Problem to work on
Which lines below contain "call"? Copy every one of them.

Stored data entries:
//! Rolling update.
//!
//! Points the app (and worker, if any) at the new image and lets the
//! orchestrator replace instances. Phases: `update_images`,
//! `await_rollout`.

use async_trait::async_trait;
use rollguard_core::StrategyKind;
use tracing::debug;

use crate::context::RolloutContext;
use crate::error::{FailureCause, PhaseFailure};
use crate::strategy::RolloutDriver;

pub struct Rolling;

#[async_trait]
impl RolloutDriver for Rolling {
    fn kind(&self) -> StrategyKind {
        StrategyKind::Rolling
    }

    async fn drive(&self, ctx: &mut RolloutContext<'_>) -> Result<(), PhaseFailure> {
        let idx = ctx.begin("update_images");
        ctx.mark_live_mutated();
        let result = update_images(ctx).await;
        ctx.finish(idx, result)?;

        let idx = ctx.begin("await_rollout");
        let result = await_rollouts(ctx).await;
        ctx.finish(idx, result)?;
        Ok(())
    }
}

/// Image the worker runs: its own if given, else the app's.
pub(crate) fn worker_image(ctx: &RolloutContext<'_>) -> String {
    ctx.deployment
        .worker_image
        .clone()
        .unwrap_or_else(|| ctx.deployment.target_image.clone())
}

/// Set the app image, then the worker image.
pub(crate) async fn update_images(ctx: &RolloutContext<'_>) -> Result<(), FailureCause> {
    let gateway = ctx.gateway;
    let ns = ctx.namespace();
    let settings = ctx.settings;
    let image = ctx.deployment.target_image.clone();

    ctx.call("set_image", || {
        gateway.set_image("deployment", &settings.app, &ns, &settings.app_container, &image)
    })
    .await?;
    debug!(workload = %settings.app, %image, "app image updated");

    if let Some(worker) = &settings.worker {
        let container = settings.worker_container.as_deref().unwrap_or(worker);
        let image = worker_image(ctx);
        ctx.call("set_image", || {
            gateway.set_image("deployment", worker, &ns, container, &image)
        })
        .await?;
        debug!(workload = %worker, %image, "worker image updated");
    }
    Ok(())
}

/// Wait for the app rollout, then the worker rollout.
pub(crate) async fn await_rollouts(ctx: &RolloutContext<'_>) -> Result<(), FailureCause> {
    ctx.await_rollout(&ctx.settings.app).await?;
    if let Some(worker) = &ctx.settings.worker {
        ctx.await_rollout(worker).await?;
    }
    Ok(())
}

#[cfg(test)]
mod tests {
    use std::sync::Arc;

    use rollguard_cluster::{FakeCluster, FakeOp, GatewayError, deployment_manifest, manifest};
    use rollguard_core::{Deployment, DeploymentState, PhaseStatus};
    use rollguard_health::{GateSettings, HealthGate};
    use rollguard_state::LeaseRegistry;
    use tokio::sync::watch;

    use crate::executor::StrategyExecutor;
    use crate::strategy::StrategySettings;

    use super::*;

    fn cluster() -> Arc<FakeCluster> {
        let fake = Arc::new(FakeCluster::new());
        fake.seed(deployment_manifest("prod", "api", "api", "api:v1", 3, &[("app", "api")]));
        fake.seed(deployment_manifest(
            "prod",
            "api-worker",
            "worker",
            "api:v1",
            2,
            &[("app", "api-worker")],
        ));
        fake
    }

    fn executor(fake: &Arc<FakeCluster>, settings: StrategySettings) -> StrategyExecutor {
        let gate = HealthGate::new(fake.clone(), GateSettings::default());
        StrategyExecutor::new(fake.clone(), gate, settings)
    }

    #[tokio::test(start_paused = true)]
    async fn rolling_v1_to_v2_succeeds() {
        let fake = cluster();
        let exec = executor(&fake, StrategySettings::for_app("api"));
        let leases = LeaseRegistry::new();
        let mut deployment = Deployment::new("prod", "api", StrategyKind::Rolling, "api:v2", None);
        let lease = leases.try_acquire(&deployment.lease_key(), &deployment.id).unwrap();
        let (_tx, rx) = watch::channel(false);

        exec.run(&mut deployment, &lease, rx).await.unwrap();

        assert_eq!(deployment.state, DeploymentState::Succeeded);
        assert_eq!(deployment.phases.len(), 2);
        assert!(deployment.phases.iter().all(|p| p.status == PhaseStatus::Completed));
        let live = fake.object("deployment", "prod", "api").unwrap();
        assert_eq!(manifest::container_image(&live, "api"), Some("api:v2"));
    }

    #[tokio::test(start_paused = true)]
    async fn worker_follows_app() {
        let fake = cluster();
        let mut settings = StrategySettings::for_app("api");
        settings.worker = Some("api-worker".to_string());
        settings.worker_container = Some("worker".to_string());
        let exec = executor(&fake, settings);
        let leases = LeaseRegistry::new();
        let mut deployment =
            Deployment::new("prod", "api", StrategyKind::Rolling, "api:v2", Some("api-worker:v2"));
        let lease = leases.try_acquire(&deployment.lease_key(), "t").unwrap();
        let (_tx, rx) = watch::channel(false);

        exec.run(&mut deployment, &lease, rx).await.unwrap();

        let worker = fake.object("deployment", "prod", "api-worker").unwrap();
        assert_eq!(manifest::container_image(&worker, "worker"), Some("api-worker:v2"));
        let order: Vec<FakeOp> = fake
            .ops()
            .into_iter()
            .filter(|op| matches!(op, FakeOp::SetImage { .. } | FakeOp::RolloutStatus { .. }))
            .collect();
        assert!(matches!(&order[0], FakeOp::SetImage { name, .. } if name == "api"));
        assert!(matches!(&order[1], FakeOp::SetImage { name, .. } if name == "api-worker"));
        assert!(matches!(&order[2], FakeOp::RolloutStatus { name } if name == "api"));
        assert!(matches!(&order[3], FakeOp::RolloutStatus { name } if name == "api-worker"));
    }

    #[tokio::test(start_paused = true)]
    async fn rollout_timeout_fails_the_deployment() {
        let fake = cluster();
        fake.stall("api");
        let exec = executor(&fake, StrategySettings::for_app("api"));
        let leases = LeaseRegistry::new();
        let mut deployment = Deployment::new("prod", "api", StrategyKind::Rolling, "api:v2", None);
        let lease = leases.try_acquire(&deployment.lease_key(), "t").unwrap();
        let (_tx, rx) = watch::channel(false);

        let err = exec.run(&mut deployment, &lease, rx).await.unwrap_err();

        assert_eq!(deployment.state, DeploymentState::Failed);
        assert_eq!(deployment.failed_phase().unwrap().name, "await_rollout");
        assert!(deployment.live_mutated);
        assert!(err.to_string().contains("did not finish rolling out"));
    }

    #[tokio::test(start_paused = true)]
    async fn transient_errors_are_retried_within_budget() {
        let fake = cluster();
        fake.inject(
            "set_image",
            [
                GatewayError::Transient("i/o timeout".to_string()),
                GatewayError::Transient("i/o timeout".to_string()),
            ],
        );
        let exec = executor(&fake, StrategySettings::for_app("api"));
        let leases = LeaseRegistry::new();
        let mut deployment = Deployment::new("prod", "api", StrategyKind::Rolling, "api:v2", None);
        let lease = leases.try_acquire(&deployment.lease_key(), "t").unwrap();
        let (_tx, rx) = watch::channel(false);

        exec.run(&mut deployment, &lease, rx).await.unwrap();
        assert_eq!(deployment.state, DeploymentState::Succeeded);
    }

    #[tokio::test(start_paused = true)]
    async fn permanent_errors_fail_immediately() {
        let fake = cluster();
        fake.inject("set_image", [GatewayError::AuthDenied("forbidden".to_string())]);
        let exec = executor(&fake, StrategySettings::for_app("api"));
        let leases = LeaseRegistry::new();
        let mut deployment = Deployment::new("prod", "api", StrategyKind::Rolling, "api:v2", None);
        let lease = leases.try_acquire(&deployment.lease_key(), "t").unwrap();
        let (_tx, rx) = watch::channel(false);

        exec.run(&mut deployment, &lease, rx).await.unwrap_err();
        assert_eq!(deployment.failed_phase().unwrap().name, "update_images");
        assert_eq!(deployment.phases.len(), 1);
    }
}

Answer for this exercise
    ctx.call("set_image", || {
        ctx.call("set_image", || {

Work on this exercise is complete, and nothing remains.